→ **How to complete this task**
Starting from the first line, set down the entire listing exactly.
◆ ◆ ◆
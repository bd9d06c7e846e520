use dashmap::DashMap;
use serde_json::Value;
use tokio::sync::oneshot;
use tokio::task::JoinHandle;
use tracing::debug;

/// Answer used when the asking subprocess outlives the session.
pub const ANSWER_SESSION_ENDED: &str = "[Session ended]";
/// Answer used when a user skips the question.
pub const ANSWER_SKIPPED: &str = "[Skipped by user]";
/// Answer used when nobody responds within the timeout.
pub const ANSWER_TIMEOUT: &str = "[No response — proceed with your best judgment.]";

struct PendingQuestion {
    session_id: String,
    question: String,
    questions: Value,
    resolve: oneshot::Sender<String>,
    timer: Option<JoinHandle<()>>,
}

/// In-process registry of questions posted by the subprocess over the
/// loopback `/ask` endpoint. The HTTP request is held open on the oneshot
/// receiver until a client answers, cancels, or the timer fires.
#[derive(Default)]
pub struct AskBridge {
    pending: DashMap<String, PendingQuestion>,
}

impl AskBridge {
    pub fn new() -> Self {
        Self::default()
    }

    /// Register a question and return the receiver the HTTP handler awaits.
    ///
    /// A previous entry under the same request id is displaced (its caller
    /// gets a closed channel, which maps to the timeout answer).
    pub fn register(
        &self,
        request_id: &str,
        session_id: &str,
        question: String,
        questions: Value,
    ) -> oneshot::Receiver<String> {
        let (tx, rx) = oneshot::channel();
        self.pending.insert(
            request_id.to_string(),
            PendingQuestion {
                session_id: session_id.to_string(),
                question,
                questions,
                resolve: tx,
                timer: None,
            },
        );
        rx
    }

    /// Attach the timeout task handle so resolution can abort it.
    pub fn set_timer(&self, request_id: &str, timer: JoinHandle<()>) {
        if let Some(mut entry) = self.pending.get_mut(request_id) {
            entry.timer = Some(timer);
        } else {
            // Resolved before the timer was registered; nothing to time out.
            timer.abort();
        }
    }

    /// Resolve one pending question. Returns false if the id is unknown
    /// (already answered, timed out, or never registered).
    pub fn resolve(&self, request_id: &str, answer: &str) -> bool {
        let Some((_, pending)) = self.pending.remove(request_id) else {
            return false;
        };
        if let Some(timer) = pending.timer {
            timer.abort();
        }
        debug!(request_id, "ask-user question resolved");
        let _ = pending.resolve.send(answer.to_string());
        true
    }

    /// Resolve every question belonging to a session (teardown path).
    pub fn resolve_session(&self, session_id: &str, answer: &str) {
        let ids: Vec<String> = self
            .pending
            .iter()
            .filter(|e| e.value().session_id == session_id)
            .map(|e| e.key().clone())
            .collect();
        for id in ids {
            self.resolve(&id, answer);
        }
    }

    /// Snapshot of a session's open questions, for re-posting on reconnect.
    pub fn pending_for_session(&self, session_id: &str) -> Vec<(String, String, Value)> {
        self.pending
            .iter()
            .filter(|e| e.value().session_id == session_id)
            .map(|e| {
                (
                    e.key().clone(),
                    e.value().question.clone(),
                    e.value().questions.clone(),
                )
            })
            .collect()
    }
}

/// Normalise the inbound `/ask` body to a uniform `questions[]` list.
///
/// Legacy callers send a single `question` with optional `options` and
/// `inputType`; new callers send `questions` directly.
pub fn normalize_questions(
    question: &str,
    questions: Option<&Value>,
    options: Option<&Value>,
    input_type: Option<&str>,
) -> Value {
    if let Some(list) = questions.filter(|q| q.is_array() && !q.as_array().unwrap().is_empty()) {
        return list.clone();
    }
    let multi = matches!(input_type, Some("multi_select") | Some("multi_choice"));
    serde_json::json!([{
        "question": question,
        "options": options.cloned().unwrap_or(Value::Array(vec![])),
        "multiSelect": multi,
    }])
}

#[cfg(test)]
mod tests {
    use super::*;

    #[tokio::test]
    async fn resolve_delivers_answer() {
        let bridge = AskBridge::new();
        let rx = bridge.register("r1", "s1", "A or B?".into(), Value::Null);
        assert!(bridge.resolve("r1", "A"));
        assert_eq!(rx.await.unwrap(), "A");
        assert!(!bridge.resolve("r1", "again"), "double resolve must be a no-op");
    }

    #[tokio::test]
    async fn session_teardown_resolves_all_pending() {
        let bridge = AskBridge::new();
        let rx1 = bridge.register("r1", "s1", "q1".into(), Value::Null);
        let rx2 = bridge.register("r2", "s1", "q2".into(), Value::Null);
        let rx3 = bridge.register("r3", "other", "q3".into(), Value::Null);

        bridge.resolve_session("s1", ANSWER_SESSION_ENDED);
        assert_eq!(rx1.await.unwrap(), ANSWER_SESSION_ENDED);
        assert_eq!(rx2.await.unwrap(), ANSWER_SESSION_ENDED);
        assert!(bridge.resolve("r3", "still here"));
        assert_eq!(rx3.await.unwrap(), "still here");
    }

    #[test]
    fn normalize_wraps_legacy_single_question() {
        let qs = normalize_questions(
            "A or B?",
            None,
            Some(&serde_json::json!(["A", "B"])),
            Some("single_choice"),
        );
        assert_eq!(qs[0]["question"], "A or B?");
        assert_eq!(qs[0]["options"][1], "B");
        assert_eq!(qs[0]["multiSelect"], false);
    }

    #[test]
    fn normalize_passes_explicit_list_through() {
        let list = serde_json::json!([{"question":"x","options":[],"multiSelect":true}]);
        let qs = normalize_questions("ignored", Some(&list), None, None);
        assert_eq!(qs, list);
    }

    #[test]
    fn normalize_multi_select_flag() {
        let qs = normalize_questions("pick", None, None, Some("multi_select"));
        assert_eq!(qs[0]["multiSelect"], true);
    }

    #[test]
    fn pending_snapshot_filters_by_session() {
        let bridge = AskBridge::new();
        let _rx1 = bridge.register("r1", "s1", "q1".into(), Value::Null);
        let _rx2 = bridge.register("r2", "s2", "q2".into(), Value::Null);
        let pending = bridge.pending_for_session("s1");
        assert_eq!(pending.len(), 1);
        assert_eq!(pending[0].0, "r1");
        assert_eq!(pending[0].1, "q1");
    }
}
◆ ◆ ◆
→ **Response to this exercise**
repository bd9d06c7e846e520
use dashmap::DashMap;
use serde_json::Value;
use tokio::sync::oneshot;
use tokio::task::JoinHandle;
use tracing::debug;

/// Answer used when the asking subprocess outlives the session.
pub const ANSWER_SESSION_ENDED: &str = "[Session ended]";
/// Answer used when a user skips the question.
pub const ANSWER_SKIPPED: &str = "[Skipped by user]";
/// Answer used when nobody responds within the timeout.
pub const ANSWER_TIMEOUT: &str = "[No response — proceed with your best judgment.]";

struct PendingQuestion {
    session_id: String,
    question: String,
    questions: Value,
    resolve: oneshot::Sender<String>,
    timer: Option<JoinHandle<()>>,
}

/// In-process registry of questions posted by the subprocess over the
/// loopback `/ask` endpoint. The HTTP request is held open on the oneshot
/// receiver until a client answers, cancels, or the timer fires.
#[derive(Default)]
pub struct AskBridge {
    pending: DashMap<String, PendingQuestion>,
}

impl AskBridge {
    pub fn new() -> Self {
        Self::default()
    }

    /// Register a question and return the receiver the HTTP handler awaits.
    ///
    /// A previous entry under the same request id is displaced (its caller
    /// gets a closed channel, which maps to the timeout answer).
    pub fn register(
        &self,
        request_id: &str,
        session_id: &str,
        question: String,
        questions: Value,
    ) -> oneshot::Receiver<String> {
        let (tx, rx) = oneshot::channel();
        self.pending.insert(
            request_id.to_string(),
            PendingQuestion {
                session_id: session_id.to_string(),
                question,
                questions,
                resolve: tx,
                timer: None,
            },
        );
        rx
    }

    /// Attach the timeout task handle so resolution can abort it.
    pub fn set_timer(&self, request_id: &str, timer: JoinHandle<()>) {
        if let Some(mut entry) = self.pending.get_mut(request_id) {
            entry.timer = Some(timer);
        } else {
            // Resolved before the timer was registered; nothing to time out.
            timer.abort();
        }
    }

    /// Resolve one pending question. Returns false if the id is unknown
    /// (already answered, timed out, or never registered).
    pub fn resolve(&self, request_id: &str, answer: &str) -> bool {
        let Some((_, pending)) = self.pending.remove(request_id) else {
            return false;
        };
        if let Some(timer) = pending.timer {
            timer.abort();
        }
        debug!(request_id, "ask-user question resolved");
        let _ = pending.resolve.send(answer.to_string());
        true
    }

    /// Resolve every question belonging to a session (teardown path).
    pub fn resolve_session(&self, session_id: &str, answer: &str) {
        let ids: Vec<String> = self
            .pending
            .iter()
            .filter(|e| e.value().session_id == session_id)
            .map(|e| e.key().clone())
            .collect();
        for id in ids {
            self.resolve(&id, answer);
        }
    }

    /// Snapshot of a session's open questions, for re-posting on reconnect.
    pub fn pending_for_session(&self, session_id: &str) -> Vec<(String, String, Value)> {
        self.pending
            .iter()
            .filter(|e| e.value().session_id == session_id)
            .map(|e| {
                (
                    e.key().clone(),
                    e.value().question.clone(),
                    e.value().questions.clone(),
                )
            })
            .collect()
    }
}

/// Normalise the inbound `/ask` body to a uniform `questions[]` list.
///
/// Legacy callers send a single `question` with optional `options` and
/// `inputType`; new callers send `questions` directly.
pub fn normalize_questions(
    question: &str,
    questions: Option<&Value>,
    options: Option<&Value>,
    input_type: Option<&str>,
) -> Value {
    if let Some(list) = questions.filter(|q| q.is_array() && !q.as_array().unwrap().is_empty()) {
        return list.clone();
    }
    let multi = matches!(input_type, Some("multi_select") | Some("multi_choice"));
    serde_json::json!([{
        "question": question,
        "options": options.cloned().unwrap_or(Value::Array(vec![])),
        "multiSelect": multi,
    }])
}

#[cfg(test)]
mod tests {
    use super::*;

    #[tokio::test]
    async fn resolve_delivers_answer() {
        let bridge = AskBridge::new();
        let rx = bridge.register("r1", "s1", "A or B?".into(), Value::Null);
        assert!(bridge.resolve("r1", "A"));
        assert_eq!(rx.await.unwrap(), "A");
        assert!(!bridge.resolve("r1", "again"), "double resolve must be a no-op");
    }

    #[tokio::test]
    async fn session_teardown_resolves_all_pending() {
        let bridge = AskBridge::new();
        let rx1 = bridge.register("r1", "s1", "q1".into(), Value::Null);
        let rx2 = bridge.register("r2", "s1", "q2".into(), Value::Null);
        let rx3 = bridge.register("r3", "other", "q3".into(), Value::Null);

        bridge.resolve_session("s1", ANSWER_SESSION_ENDED);
        assert_eq!(rx1.await.unwrap(), ANSWER_SESSION_ENDED);
        assert_eq!(rx2.await.unwrap(), ANSWER_SESSION_ENDED);
        assert!(bridge.resolve("r3", "still here"));
        assert_eq!(rx3.await.unwrap(), "still here");
    }

    #[test]
    fn normalize_wraps_legacy_single_question() {
        let qs = normalize_questions(
            "A or B?",
            None,
            Some(&serde_json::json!(["A", "B"])),
            Some("single_choice"),
        );
        assert_eq!(qs[0]["question"], "A or B?");
        assert_eq!(qs[0]["options"][1], "B");
        assert_eq!(qs[0]["multiSelect"], false);
    }

    #[test]
    fn normalize_passes_explicit_list_through() {
        let list = serde_json::json!([{"question":"x","options":[],"multiSelect":true}]);
        let qs = normalize_questions("ignored", Some(&list), None, None);
        assert_eq!(qs, list);
    }

    #[test]
    fn normalize_multi_select_flag() {
        let qs = normalize_questions("pick", None, None, Some("multi_select"));
        assert_eq!(qs[0]["multiSelect"], true);
    }

    #[test]
    fn pending_snapshot_filters_by_session() {
        let bridge = AskBridge::new();
        let _rx1 = bridge.register("r1", "s1", "q1".into(), Value::Null);
        let _rx2 = bridge.register("r2", "s2", "q2".into(), Value::Null);
        let pending = bridge.pending_for_session("s1");
        assert_eq!(pending.len(), 1);
        assert_eq!(pending[0].0, "r1");
        assert_eq!(pending[0].1, "q1");
    }
}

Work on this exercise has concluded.